Web phishing aims to steal private information, such as usernames, passwords, and credit card details, by way of impersonating a legitimate entity.

It will lead to information disclosure and property damage.

Large organizations may get trapped in different kinds of scams.

This Guided Project mainly focuses on applying a machine-learning algorithm to detect Phishing websites.

In order to detect and predict e-banking phishing websites, we proposed an intelligent, flexible and effective system that is based on using classification algorithms. We implemented classification algorithms and techniques to extract the phishing datasets criteria to classify their legitimacy. The e-banking phishing website can be detected based on some important characteristics like URL and domain identity, and security and encryption criteria in the final phishing detection rate. Once a user makes a transaction online when he makes payment through an e-banking website our system will use a data mining algorithm to detect whether the e-banking website is a phishing website or not.

Detecting phishing website using machine learning

Phishing is a type of attack where an attacker tricks the victim to give up sensitive information such as login credentials by disguising as a trustworthy entity. In this application we will try to detect a phishing website using the features that differentiates these domains from the legitimate ones. We will create our own dataset, train and test various machine learning models using Jupyter Notebooks on IBM Watson studio and deploy the best model to be used by the application for detection.

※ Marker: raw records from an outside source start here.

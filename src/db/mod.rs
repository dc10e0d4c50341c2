//! Database layer (SQLite).

pub mod migrations;
pub mod sqlite;

pub use sqlite::{Db, OverdueBreak, UserRef};
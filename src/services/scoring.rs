// SPDX-License-Identifier: MIT
// Copyright 2026 FocusFlow contributors

//! Reliability/focus scoring reads and the ambient activity ping.
//!
//! Break transitions write into the same per-user row directly through the
//! storage layer; this service owns the ping path and the derived views.

use crate::db::Db;
use crate::error::Result;
use crate::models::focus_state::{activity_delta, clamp_score, score_trend, ScoreTrend};
use crate::models::{FocusState, Gamification};
use crate::time_utils::{format_utc_rfc3339, parse_utc_rfc3339, seconds_between};
use chrono::Utc;
use serde::Serialize;

/// Score-log window used for the trend.
const TREND_WINDOW: u32 = 12;

/// Dashboard view of a user's focus state.
#[derive(Debug, Serialize)]
#[serde(rename_all = "camelCase")]
pub struct FocusOverview {
    pub focus_score: i64,
    pub reliability_score: i64,
    pub overdue_count: i64,
    pub last_overdue_at: Option<String>,
    pub score_trend: ScoreTrend,
    pub score_points: Vec<i64>,
}

#[derive(Clone)]
pub struct ScoringService {
    db: Db,
}

impl ScoringService {
    pub fn new(db: Db) -> Self {
        Self { db }
    }

    /// Record one activity ping and return the new focus score.
    ///
    /// The delta depends on how long the user has been idle since the last
    /// ping; a `focus` event earns one extra point. Every ping appends an
    /// immutable score-log entry.
    pub fn record_ping(&self, user_id: &str, kind: &str) -> Result<i64> {
        let now = Utc::now();
        let previous = self.db.get_focus_state(user_id)?;

        let idle_seconds = previous
            .as_ref()
            .and_then(|state| state.last_activity_at.as_deref())
            .and_then(parse_utc_rfc3339)
            .map_or(0, |last| seconds_between(last, now));

        let old_score = previous
            .map(|state| state.focus_score)
            .unwrap_or(crate::models::focus_state::DEFAULT_FOCUS_SCORE);
        let next_score = clamp_score(old_score + activity_delta(idle_seconds, kind == "focus"));

        let now_str = format_utc_rfc3339(now);
        self.db.record_activity_ping(user_id, next_score, &now_str)?;
        self.db.append_score_log(
            &uuid::Uuid::new_v4().to_string(),
            user_id,
            next_score,
            &now_str,
        )?;

        tracing::debug!(user_id, kind, idle_seconds, next_score, "Activity ping");
        Ok(next_score)
    }

    /// Current scores plus the recent trend.
    pub fn focus_overview(&self, user_id: &str) -> Result<FocusOverview> {
        let state = self
            .db
            .get_focus_state(user_id)?
            .unwrap_or_else(|| FocusState::baseline(user_id));

        // Stored newest-first; the trend wants chronological order.
        let mut points = self.db.recent_scores(user_id, TREND_WINDOW)?;
        points.reverse();

        Ok(FocusOverview {
            focus_score: state.focus_score,
            reliability_score: state.reliability_score,
            overdue_count: state.overdue_count,
            last_overdue_at: state.last_overdue_at,
            score_trend: score_trend(&points),
            score_points: points,
        })
    }

    /// Gamification aggregate, zeroed for users with no history.
    pub fn gamification(&self, user_id: &str) -> Result<Gamification> {
        Ok(self.db.get_gamification(user_id)?.unwrap_or_default())
    }
}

Various features that are used to create the dataset are as follows :

Using IP Address - check if URL has an ip address in it
HTTPS - checking the existance of 'https', trusted certificate authority and age of certificate
URL Short - check if url has been shortened
Having @ symbol - it leads the browser to ignore everything preceding the '@' symbol
Having double-slash - means that the user will be redirected (http://www.legitimate.com//http://www.phishing.com)
Domain registration Length - Trustworthy domains are regularly paid for several years
favicon - favicon loaded from the domain or not
Existance of https token in the domain part of the URL
Request URL - examines whether the external objects contained within a webpage are loaded from another domain
URL of Anchor - If the tags and the website have different domain names
Links in tags - It is expected that tags (Meta, Script and Link) are linked to the same domain of the webpage.
Server Form Handler - If it is blank or contains any other domain name
Submitting information to email
Abnormal URL - if domain name (from whois) not in url
redirect count
invisible iframe
Age of domain
web traffic - google rank for page
statistical report - match it with top 10 domains and top 10 IPs from PhishTank

Getting started

Sign up for an IBM Cloud account
Login to the IBM Watson Studio
Install Python3.7
Install dependencies

pip install -r packages.txt

Creating Dataset

The dataset created for this application uses around 250 legitimate and 250 phishing urls with 20 features each as mentioned above. You can add more data and features (feature_extraction.py) to the project to create your own dataset as shown below.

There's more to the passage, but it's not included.